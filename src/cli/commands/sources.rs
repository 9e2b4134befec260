//! Sources command - download everything the manifest lists

use super::{orchestrator, workspace};
use crate::cli::args::SourcesArgs;
use crate::config::Config;
use crate::error::LookasideResult;
use crate::transport::TransferOutcome;
use crate::ui::{self, TransferProgress, UiContext};
use std::path::Path;
use std::sync::Arc;

/// Execute the sources command
pub async fn execute(args: SourcesArgs, config: &Config, root: &Path) -> LookasideResult<()> {
    let ctx = UiContext::detect();
    let workspace = workspace(config, root);
    let manifest = workspace.load_manifest()?;

    if manifest.is_empty() {
        ui::step_info(
            &ctx,
            &format!("No sources listed in {}", workspace.manifest_path().display()),
        );
        return Ok(());
    }

    ui::section(&ctx, &format!("Fetching {} source(s)", manifest.len()));
    let outdir = args.outdir.unwrap_or_else(|| root.to_path_buf());
    let progress = Arc::new(TransferProgress::new(&ctx));
    let sync = orchestrator(config, workspace, progress)?;
    let report = sync.ensure_sources_into(&manifest, &outdir).await?;

    for (filename, outcome) in &report.outcomes {
        match outcome {
            TransferOutcome::AlreadyPresent => ui::step_ok_detail(&ctx, filename, "already present"),
            _ => ui::step_ok_detail(&ctx, filename, "downloaded"),
        }
    }
    ui::outro(
        &ctx,
        &format!(
            "{} downloaded, {} already present",
            report.downloaded(),
            report.already_present()
        ),
        true,
    );

    Ok(())
}
//! Error types for lookaside
//!
//! All modules use `LookasideResult<T>` as their return type.

use crate::transport::TransferOutcome;
use std::error::Error as _;
use std::fmt::Write as _;
use std::path::PathBuf;
use thiserror::Error;

/// Result type alias for lookaside operations
pub type LookasideResult<T> = Result<T, LookasideError>;

/// All errors that can occur in lookaside
#[derive(Error, Debug)]
pub enum LookasideError {
    // Manifest errors
    #[error("Malformed line {line_no} in {path}: {reason}: {line:?}")]
    ManifestFormat {
        path: PathBuf,
        line_no: usize,
        line: String,
        reason: String,
    },

    #[error("Duplicate manifest entry for {filename}")]
    DuplicateEntry { filename: String },

    #[error("Cannot add a {requested} entry: the manifest already uses {existing}")]
    HashtypeMixing { existing: String, requested: String },

    #[error("Unknown hash algorithm: {0}")]
    UnknownAlgorithm(String),

    #[error("Invalid source filename {filename:?}: {reason}")]
    InvalidFilename { filename: String, reason: String },

    #[error("Invalid digest for {filename}: {reason}")]
    InvalidDigest { filename: String, reason: String },

    // Transfer errors
    #[error("{}", incomplete_sources_message(.failures, .errors))]
    IncompleteSources {
        failures: Vec<(String, TransferOutcome)>,
        /// Local errors (unwritable destination, unreadable file) per entry
        errors: Vec<(String, LookasideError)>,
    },

    #[error("Failed to register {filename}: {outcome}")]
    RegistrationFailed {
        filename: String,
        outcome: TransferOutcome,
    },

    #[error("Could not check {filename} in the lookaside cache: {outcome}")]
    RemoteCheckFailed {
        filename: String,
        outcome: TransferOutcome,
    },

    #[error("Invalid cache URL {url}: {reason}")]
    InvalidUrl { url: String, reason: String },

    #[error("Kerberos negotiation failed: {0}")]
    Kerberos(String),

    #[error("cache.auth = \"negotiate\" needs Kerberos support, which this build lacks")]
    KerberosUnsupported,

    // Configuration errors
    #[error("Invalid configuration at {path}: {reason}")]
    ConfigInvalid { path: PathBuf, reason: String },

    #[error("Missing configuration value: {key}")]
    ConfigMissing { key: String },

    #[error("Failed to create config directory {path}: {source}")]
    ConfigDirCreate {
        path: PathBuf,
        #[source]
        source: std::io::Error,
    },

    // IO errors
    #[error("IO error: {context}")]
    Io {
        context: String,
        #[source]
        source: std::io::Error,
    },

    #[error("Path not found: {0}")]
    PathNotFound(PathBuf),

    // Serialization errors
    #[error("JSON error: {0}")]
    Json(#[from] serde_json::Error),

    #[error("TOML parse error: {0}")]
    TomlParse(#[from] toml::de::Error),

    #[error("TOML serialize error: {0}")]
    TomlSerialize(#[from] toml::ser::Error),

    #[error("{0}")]
    User(String),
}

fn incomplete_sources_message(
    failures: &[(String, TransferOutcome)],
    errors: &[(String, LookasideError)],
) -> String {
    let mut msg = format!(
        "{} source file(s) could not be retrieved:",
        failures.len() + errors.len()
    );
    for (filename, outcome) in failures {
        let _ = write!(msg, "\n  {}: {}", filename, outcome);
    }
    for (filename, error) in errors {
        let _ = write!(msg, "\n  {}: {}", filename, error);
        if let Some(source) = error.source() {
            let _ = write!(msg, ": {}", source);
        }
    }
    msg
}

impl LookasideError {
    /// Create an IO error with context
    pub fn io(context: impl Into<String>, source: std::io::Error) -> Self {
        Self::Io {
            context: context.into(),
            source,
        }
    }

    /// Create a missing configuration error
    pub fn config_missing(key: impl Into<String>) -> Self {
        Self::ConfigMissing { key: key.into() }
    }

    /// Check if error is retryable
    pub fn is_retryable(&self) -> bool {
        match self {
            Self::IncompleteSources { failures, errors } => {
                errors.is_empty() && failures.iter().all(|(_, outcome)| outcome.is_transient())
            }
            Self::RegistrationFailed { outcome, .. } | Self::RemoteCheckFailed { outcome, .. } => {
                outcome.is_transient()
            }
            _ => false,
        }
    }

    /// Get actionable hint for the error
    pub fn hint(&self) -> Option<&'static str> {
        match self {
            Self::RegistrationFailed { outcome, .. } | Self::RemoteCheckFailed { outcome, .. } => {
                outcome.hint()
            }
            Self::IncompleteSources { failures, .. } => {
                failures.iter().find_map(|(_, outcome)| outcome.hint())
            }
            Self::HashtypeMixing { .. } => {
                Some("Redo the whole sources file with: lookaside new-sources <file>...")
            }
            Self::ConfigMissing { .. } => {
                Some("Set it in ~/.config/lookaside/config.toml or a project .lookaside.toml")
            }
            Self::Kerberos(_) => Some("Run: kinit <user>@<REALM>"),
            Self::KerberosUnsupported => Some(
                "Rebuild with: cargo install lookaside --features kerberos, or set cache.auth = \"anonymous\"",
            ),
            _ => None,
        }
    }
}
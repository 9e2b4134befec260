//! Upload credentials
//!
//! Lookaside CGI endpoints authenticate uploads with SPNEGO (`Authorization:
//! Negotiate <token>`). Downloads are anonymous.

use crate::error::{LookasideError, LookasideResult};
use serde::{Deserialize, Serialize};
use std::fmt;
use std::sync::Arc;

/// Credential mode selected by configuration
#[derive(Debug, Clone, Copy, PartialEq, Eq, Default, Serialize, Deserialize)]
#[serde(rename_all = "lowercase")]
pub enum AuthMode {
    #[default]
    Anonymous,
    Negotiate,
}

/// Produces GSSAPI initial context tokens for an HTTP service
pub trait NegotiateProvider: Send + Sync {
    /// Raw (not base64) token for `HTTP@host`
    fn token(&self, host: &str) -> LookasideResult<Vec<u8>>;
}

/// Credentials attached to upload requests
#[derive(Clone, Default)]
pub enum Credentials {
    #[default]
    Anonymous,
    Negotiate(Arc<dyn NegotiateProvider>),
}

impl fmt::Debug for Credentials {
    fn fmt(&self, f: &mut fmt::Formatter<'_>) -> fmt::Result {
        match self {
            Self::Anonymous => write!(f, "Anonymous"),
            Self::Negotiate(_) => write!(f, "Negotiate"),
        }
    }
}

impl Credentials {
    /// Resolve the configured mode to usable credentials
    pub fn from_mode(mode: AuthMode) -> LookasideResult<Self> {
        match mode {
            AuthMode::Anonymous => Ok(Self::Anonymous),
            AuthMode::Negotiate => default_negotiate(),
        }
    }
}

#[cfg(feature = "kerberos")]
fn default_negotiate() -> LookasideResult<Credentials> {
    Ok(Credentials::Negotiate(Arc::new(Krb5Negotiate)))
}

#[cfg(not(feature = "kerberos"))]
fn default_negotiate() -> LookasideResult<Credentials> {
    Err(LookasideError::KerberosUnsupported)
}

/// Tokens from the user's Kerberos credential cache
#[cfg(feature = "kerberos")]
pub struct Krb5Negotiate;

#[cfg(feature = "kerberos")]
impl NegotiateProvider for Krb5Negotiate {
    fn token(&self, host: &str) -> LookasideResult<Vec<u8>> {
        use cross_krb5::{ClientCtx, InitiateFlags};

        let target = format!("HTTP/{}", host);
        let (_pending, token) = ClientCtx::new(InitiateFlags::empty(), None, &target, None)
            .map_err(|e| LookasideError::Kerberos(format!("{} for {}", e, target)))?;
        Ok(token.to_vec())
    }
}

* [PROBLEM TO WORK ON] Look for "reason" in each line of the material, then copy the lines where it is found.

* [RESULT FOR THIS EXERCISE]
    #[error("Malformed line {line_no} in {path}: {reason}: {line:?}")]
        reason: String,
    #[error("Invalid source filename {filename:?}: {reason}")]
    InvalidFilename { filename: String, reason: String },
    #[error("Invalid digest for {filename}: {reason}")]
    InvalidDigest { filename: String, reason: String },
    #[error("Invalid cache URL {url}: {reason}")]
    InvalidUrl { url: String, reason: String },
    #[error("Invalid configuration at {path}: {reason}")]
    ConfigInvalid { path: PathBuf, reason: String },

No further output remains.